- Screenshot from Semiotics of the Kitchen
- Directed by: Martha Rosler
- Release date: 1975;
- Running time: 6 min.
- Country: United States
- Language: English

= Semiotics of the Kitchen =

Video art piece by Martha Rosler

Semiotics of the Kitchen is a feminist parody single-channel video and performance piece released in 1975 by Martha Rosler. The video, which runs six minutes, is considered a critique of the commodified versions of traditional women's roles in modern society.

== Scenario ==
Featuring Rosler as a generic cooking show host, the camera observes as she presents an array of kitchen utensils. After identifying them, she demonstrates unproductive, and sometimes violent, uses for each. It uses a largely static camera and a plain set.

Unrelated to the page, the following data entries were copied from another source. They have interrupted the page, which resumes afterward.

use anyhow::{Context, Result};
use axum::{routing::get, Router};
use metrics::gauge;
use metrics_exporter_prometheus::{PrometheusBuilder, PrometheusHandle};

use crate::config::EngineConfig;

pub struct Metrics {
    pub handle: PrometheusHandle,
}

impl Metrics {
    /// Install the global Prometheus recorder and publish the static config gauges.
    pub fn init(cfg: &EngineConfig) -> Result<Self> {
        let handle = PrometheusBuilder::new()
            .install_recorder()
            .context("prometheus: install recorder")?;
        let m = Self { handle };
        m.publish_config(cfg);
        Ok(m)
    }

    /// Recorder that is not installed globally; renders an empty exposition.
    pub fn detached() -> Self {
        let recorder = PrometheusBuilder::new().build_recorder();
        Self {
            handle: recorder.handle(),
        }
    }

    /// Set the gauges mirroring the active config.
    pub fn publish_config(&self, cfg: &EngineConfig) {
        gauge!("signal_latency_budget_ms").set(cfg.batch.latency_budget_ms as f64);
        gauge!("signal_freshness_window_secs").set(cfg.market.freshness_window_secs as f64);
    }

    /// Returns a router exposing `/metrics` with the Prometheus exposition format.
    pub fn router(&self) -> Router {
        let handle = self.handle.clone();
        Router::new().route(
            "/metrics",
            get(move || {
                let h = handle.clone();
                async move { h.render() }
            }),
        )
    }
}
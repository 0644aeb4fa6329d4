//! # Batch Processor
//! Drives the signal generator over every asset of a batch.
//!
//! - The config snapshot is validated once up front; an invalid config fails
//!   the whole batch before any signal is produced.
//! - Assets are evaluated independently (optionally on the rayon pool) and
//!   the output keeps the input asset order.
//! - Assets without usable input are skipped with a recorded reason.
//! - Elapsed time is measured against a soft latency budget.
//! - An abort flag is honoured between assets; signals emitted before the
//!   abort are returned untouched.

use chrono::{DateTime, Utc};
use metrics::{counter, describe_counter, describe_histogram, histogram};
use once_cell::sync::OnceCell;
use rayon::prelude::*;
use serde::{Deserialize, Serialize};
use std::collections::HashMap;
use std::sync::atomic::{AtomicBool, Ordering};
use std::sync::Arc;
use std::time::Instant;
use tracing::{info, warn};

use crate::config::{EngineConfig, HotReloadConfig};
use crate::engagement::EngagementNormalizer;
use crate::engine::{GeneratorInputs, SignalGenerator};
use crate::error::{SignalError, SkipReason};
use crate::market::MarketContextProvider;
use crate::records::{normalize_symbol, EngagementMetric, MarketSnapshot, TextUnit};
use crate::sentiment::SentimentScorer;
use crate::signal::Signal;

fn ensure_metrics_described() {
    static ONCE: OnceCell<()> = OnceCell::new();
    ONCE.get_or_init(|| {
        describe_counter!("signal_batches_total", "Batches run through the engine.");
        describe_counter!(
            "signal_batches_rejected_total",
            "Batches refused because of an invalid configuration."
        );
        describe_counter!("signal_assets_processed_total", "Signals emitted.");
        describe_counter!(
            "signal_assets_skipped_total",
            "Assets skipped for lack of usable input or an abort."
        );
        describe_counter!(
            "signal_batch_over_budget_total",
            "Batches that exceeded the latency budget."
        );
        describe_histogram!("signal_batch_ms", "Batch wall time in milliseconds.");
    });
}

/// Per-asset input bundle.
#[derive(Debug, Clone, PartialEq, Serialize, Deserialize)]
#[serde(try_from = "RawAssetInputs")]
pub struct AssetInputs {
    pub asset_symbol: String,
    pub texts: Vec<TextUnit>,
    pub engagement: Vec<EngagementMetric>,
    pub market: Option<MarketSnapshot>,
}

#[derive(Deserialize)]
struct RawAssetInputs {
    asset_symbol: String,
    #[serde(default)]
    texts: Vec<TextUnit>,
    #[serde(default)]
    engagement: Vec<EngagementMetric>,
    #[serde(default)]
    market: Option<MarketSnapshot>,
}

impl TryFrom<RawAssetInputs> for AssetInputs {
    type Error = SignalError;

    fn try_from(r: RawAssetInputs) -> Result<Self, Self::Error> {
        Ok(AssetInputs::new(r.asset_symbol)?
            .with_texts(r.texts)
            .with_engagement(r.engagement)
            .with_market(r.market))
    }
}

impl AssetInputs {
    pub fn new(asset_symbol: impl AsRef<str>) -> Result<Self, SignalError> {
        Ok(Self {
            asset_symbol: normalize_symbol("asset_inputs", asset_symbol.as_ref())?,
            texts: Vec::new(),
            engagement: Vec::new(),
            market: None,
        })
    }

    pub fn with_texts(mut self, texts: Vec<TextUnit>) -> Self {
        self.texts = texts;
        self
    }

    pub fn with_engagement(mut self, engagement: Vec<EngagementMetric>) -> Self {
        self.engagement = engagement;
        self
    }

    pub fn with_market(mut self, market: Option<MarketSnapshot>) -> Self {
        self.market = market;
        self
    }

    fn own_texts(&self) -> impl Iterator<Item = &TextUnit> + '_ {
        self.texts
            .iter()
            .filter(move |t| t.asset_symbol == self.asset_symbol)
    }

    fn own_engagement(&self) -> impl Iterator<Item = &EngagementMetric> + '_ {
        self.engagement
            .iter()
            .filter(move |m| m.asset_symbol == self.asset_symbol)
    }

    fn own_market(&self) -> Option<&MarketSnapshot> {
        self.market
            .as_ref()
            .filter(|m| m.asset_symbol == self.asset_symbol)
    }

    /// Records that name a different asset than their bundle.
    fn foreign_records(&self) -> usize {
        let texts = self.texts.len() - self.own_texts().count();
        let metrics = self.engagement.len() - self.own_engagement().count();
        let market = usize::from(self.market.is_some() && self.own_market().is_none());
        texts + metrics + market
    }
}

/// One batch: the evaluation instant plus ordered asset bundles.
#[derive(Debug, Clone, PartialEq, Serialize, Deserialize)]
pub struct Batch {
    /// Freshness and `generated_at` are both taken from this instant.
    pub as_of: DateTime<Utc>,
    pub assets: Vec<AssetInputs>,
}

impl Batch {
    pub fn new(as_of: DateTime<Utc>, assets: Vec<AssetInputs>) -> Self {
        Self { as_of, assets }
    }

    /// Group flat record streams into bundles.
    ///
    /// `order` fixes the output order; assets that only appear in the records
    /// follow in order of first appearance. Snapshots come from `provider`.
    pub fn assemble<S: AsRef<str>>(
        as_of: DateTime<Utc>,
        order: &[S],
        texts: Vec<TextUnit>,
        metrics: Vec<EngagementMetric>,
        provider: &dyn MarketContextProvider,
    ) -> Result<Self, SignalError> {
        let mut bundles: Vec<AssetInputs> = Vec::new();
        let mut index: HashMap<String, usize> = HashMap::new();

        let mut slot = |symbol: &str, bundles: &mut Vec<AssetInputs>| -> Result<usize, SignalError> {
            if let Some(&i) = index.get(symbol) {
                return Ok(i);
            }
            let inputs = AssetInputs::new(symbol)?;
            let i = bundles.len();
            index.insert(inputs.asset_symbol.clone(), i);
            bundles.push(inputs);
            Ok(i)
        };

        for s in order {
            let sym = normalize_symbol("asset_inputs", s.as_ref())?;
            slot(&sym, &mut bundles)?;
        }
        for t in texts {
            let i = slot(&t.asset_symbol, &mut bundles)?;
            bundles[i].texts.push(t);
        }
        for m in metrics {
            let i = slot(&m.asset_symbol, &mut bundles)?;
            bundles[i].engagement.push(m);
        }
        for b in &mut bundles {
            b.market = provider.snapshot(&b.asset_symbol);
        }

        Ok(Self::new(as_of, bundles))
    }
}

#[derive(Debug, Clone, PartialEq, Serialize)]
pub struct SkippedAsset {
    pub asset_symbol: String,
    pub reason: SkipReason,
}

#[derive(Debug, Clone, PartialEq, Serialize)]
pub struct BatchStats {
    pub assets_processed: usize,
    pub assets_skipped: usize,
    pub skipped: Vec<SkippedAsset>,
    /// Records dropped because they named another asset than their bundle.
    pub ignored_records: usize,
    pub elapsed_seconds: f64,
    pub over_budget: bool,
    pub aborted: bool,
}

#[derive(Debug, Clone, PartialEq, Serialize)]
pub struct BatchOutcome {
    /// One signal per usable asset, in input order.
    pub signals: Vec<Signal>,
    pub stats: BatchStats,
}

impl BatchOutcome {
    /// Signals by decreasing |composite_score|; ties keep input order.
    pub fn ranked(&self) -> Vec<&Signal> {
        let mut out: Vec<&Signal> = self.signals.iter().collect();
        out.sort_by(|a, b| b.composite_score.abs().total_cmp(&a.composite_score.abs()));
        out
    }
}

enum AssetResult {
    Emitted(Signal),
    Skipped(SkippedAsset),
}

#[derive(Debug, Clone)]
pub struct BatchProcessor {
    cfg: Arc<EngineConfig>,
}

impl BatchProcessor {
    pub fn new(cfg: Arc<EngineConfig>) -> Self {
        Self { cfg }
    }

    /// Snapshot the live config; later reloads do not affect this processor.
    pub fn from_hot(hot: &HotReloadConfig) -> Self {
        Self::new(hot.snapshot())
    }

    pub fn config(&self) -> &EngineConfig {
        &self.cfg
    }

    pub fn process(&self, batch: &Batch) -> Result<BatchOutcome, SignalError> {
        self.process_with_abort(batch, &AtomicBool::new(false))
    }

    pub fn process_with_abort(
        &self,
        batch: &Batch,
        abort: &AtomicBool,
    ) -> Result<BatchOutcome, SignalError> {
        self.process_with_progress(batch, abort, |_| {})
    }

    /// Like `process_with_abort`, calling `on_signal` as each signal is
    /// emitted. In parallel mode the calls arrive in completion order.
    pub fn process_with_progress<F>(
        &self,
        batch: &Batch,
        abort: &AtomicBool,
        on_signal: F,
    ) -> Result<BatchOutcome, SignalError>
    where
        F: Fn(&Signal) + Sync,
    {
        ensure_metrics_described();
        let started = Instant::now();
        let cfg = self.cfg.as_ref();

        if let Err(e) = cfg.validate() {
            warn!(error = %e, "batch rejected");
            counter!("signal_batches_rejected_total").increment(1);
            return Err(e);
        }

        let scorer = SentimentScorer::new(&cfg.sentiment);
        let normalizer = EngagementNormalizer::new(&cfg.engagement);
        let generator = SignalGenerator::new(cfg);

        // Reference maximum is a batch-wide, read-only value.
        let batch_max = batch
            .assets
            .iter()
            .map(|a| normalizer.raw_engagement(a.own_engagement()))
            .fold(0.0f64, f64::max);
        let reference = normalizer.reference(batch_max);

        let evaluate = |inputs: &AssetInputs| -> AssetResult {
            let symbol = inputs.asset_symbol.as_str();
            if abort.load(Ordering::Relaxed) {
                return AssetResult::Skipped(SkippedAsset {
                    asset_symbol: symbol.to_string(),
                    reason: SkipReason::Aborted,
                });
            }

            let text_count = inputs.own_texts().count();
            let sentiment = (text_count > 0).then(|| scorer.score_units(symbol, inputs.own_texts()));
            let engagement = normalizer.score(symbol, inputs.own_engagement(), reference);

            let generated = generator.generate(
                symbol,
                GeneratorInputs {
                    sentiment: sentiment.as_ref(),
                    engagement: engagement.as_ref(),
                    market: inputs.own_market(),
                    text_count,
                },
                batch.as_of,
            );
            match generated {
                Ok(sig) => {
                    on_signal(&sig);
                    AssetResult::Emitted(sig)
                }
                Err(e) => {
                    warn!(asset = symbol, error = %e, "asset skipped");
                    AssetResult::Skipped(SkippedAsset {
                        asset_symbol: symbol.to_string(),
                        reason: SkipReason::MissingInput,
                    })
                }
            }
        };

        let results: Vec<AssetResult> = if cfg.batch.parallel {
            batch.assets.par_iter().map(evaluate).collect()
        } else {
            batch.assets.iter().map(evaluate).collect()
        };

        let mut signals = Vec::with_capacity(results.len());
        let mut skipped = Vec::new();
        for r in results {
            match r {
                AssetResult::Emitted(s) => signals.push(s),
                AssetResult::Skipped(s) => skipped.push(s),
            }
        }

        let ignored_records = batch.assets.iter().map(AssetInputs::foreign_records).sum();
        if ignored_records > 0 {
            warn!(ignored_records, "records did not match their asset bundle");
        }

        let aborted = skipped.iter().any(|s| s.reason == SkipReason::Aborted);
        let elapsed = started.elapsed();
        let elapsed_ms = elapsed.as_secs_f64() * 1000.0;
        let over_budget = elapsed_ms > cfg.batch.latency_budget_ms as f64;

        counter!("signal_batches_total").increment(1);
        counter!("signal_assets_processed_total").increment(signals.len() as u64);
        counter!("signal_assets_skipped_total").increment(skipped.len() as u64);
        histogram!("signal_batch_ms").record(elapsed_ms);

        if over_budget {
            counter!("signal_batch_over_budget_total").increment(1);
            warn!(
                elapsed_ms,
                budget_ms = cfg.batch.latency_budget_ms,
                assets = batch.assets.len(),
                "batch exceeded latency budget"
            );
        }
        info!(
            processed = signals.len(),
            skipped = skipped.len(),
            aborted,
            elapsed_ms,
            "batch complete"
        );

        Ok(BatchOutcome {
            stats: BatchStats {
                assets_processed: signals.len(),
                assets_skipped: skipped.len(),
                skipped,
                ignored_records,
                elapsed_seconds: elapsed.as_secs_f64(),
                over_budget,
                aborted,
            },
            signals,
        })
    }
}
//! Signal engine service: binary entrypoint.
//! Loads the engine config, installs tracing and the Prometheus recorder,
//! then serves the HTTP API.

use anyhow::{Context, Result};
use std::net::SocketAddr;
use std::sync::Arc;
use tracing::info;
use tracing_subscriber::{fmt, prelude::*, EnvFilter};

use crypto_trend_signals::api::{create_router, AppState};
use crypto_trend_signals::config::{engine::resolve_config_path, EngineConfig, HotReloadConfig};
use crypto_trend_signals::metrics::Metrics;

const ENV_ADDR: &str = "SIGNALS_ADDR";
const DEFAULT_ADDR: &str = "127.0.0.1:8000";

/// Compact logs by default; `SIGNALS_LOG_JSON=1` switches to JSON lines.
fn init_tracing() {
    let filter = EnvFilter::try_from_default_env()
        .unwrap_or_else(|_| EnvFilter::new("crypto_trend_signals=info,signals=info,warn"));

    let json = std::env::var("SIGNALS_LOG_JSON")
        .ok()
        .is_some_and(|v| v == "1");

    let registry = tracing_subscriber::registry().with(filter);
    if json {
        registry.with(fmt::layer().json()).init();
    } else {
        registry.with(fmt::layer().compact()).init();
    }
}

#[tokio::main]
async fn main() -> Result<()> {
    // .env is optional; a missing file is not an error.
    let _ = dotenvy::dotenv();
    init_tracing();

    let path = resolve_config_path()?;
    let cfg = EngineConfig::load_default().context("loading engine config")?;
    cfg.validate().context("engine config is invalid")?;
    info!(
        path = ?path,
        weights = ?cfg.weights,
        parallel = cfg.batch.parallel,
        "engine config loaded"
    );

    let metrics = Metrics::init(&cfg)?;
    let hot = Arc::new(HotReloadConfig::with_initial(path.as_deref(), cfg));

    let app = create_router(AppState::new(hot)).merge(metrics.router());

    let addr: SocketAddr = std::env::var(ENV_ADDR)
        .unwrap_or_else(|_| DEFAULT_ADDR.to_string())
        .parse()
        .with_context(|| format!("{ENV_ADDR} is not a socket address"))?;
    let listener = tokio::net::TcpListener::bind(addr)
        .await
        .with_context(|| format!("binding {addr}"))?;
    info!(%addr, "listening");

    axum::serve(listener, app).await.context("server error")?;
    Ok(())
}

Letter by letter, Rosler navigates a culinary lexicon, using a different kitchen implement for each step along the way. She begins with an apron, which she ties around her waist, and, with deadpan humor, journeys through the alphabet, until the last few letters. For these, U, V, W, X, Y, and Z, the implements are dispensed with and Rosler's gestures and body become a signal system themselves. The Z replicates the mark of Zorro, a filmic reference. At the end of the entire work, the artist offers a shrug, somehow defusing the negative reading of the parody. The focus on linguistics, semiotics, and words is important, since Rosler intended the video to challenge "the familiar system of everyday kitchen meanings -- the securely understood signs of domestic industry and food production."

== Meaning ==
A well-known feminist, Rosler remarked about this work that "when the woman speaks, she names her own oppression." The symbolic terminology of the kitchen, she hypothesized, transforms the woman into a sign of the system of food production and harnessed subjectivity. The video subject is an "anti-Julia Child," Rosler explains; she "replaces the domesticated 'meaning' of tools with a lexicon of rage and frustration." The work was intended, like all early video, to be shown on a television monitor, and thus it is no accident that some of the gestures represent a tossing or throwing of the imaginary contents of certain implements "outside the box" of television programming. It is not the production of food in and of itself that is Rosler's target but the taken-for-granted role of happy housewife and selfless producer that the tape intends to spotlight. Her gestures demonstrate frustration with the language of domesticity, as she uses the domestic space of the kitchen as a backdrop for resistance and change.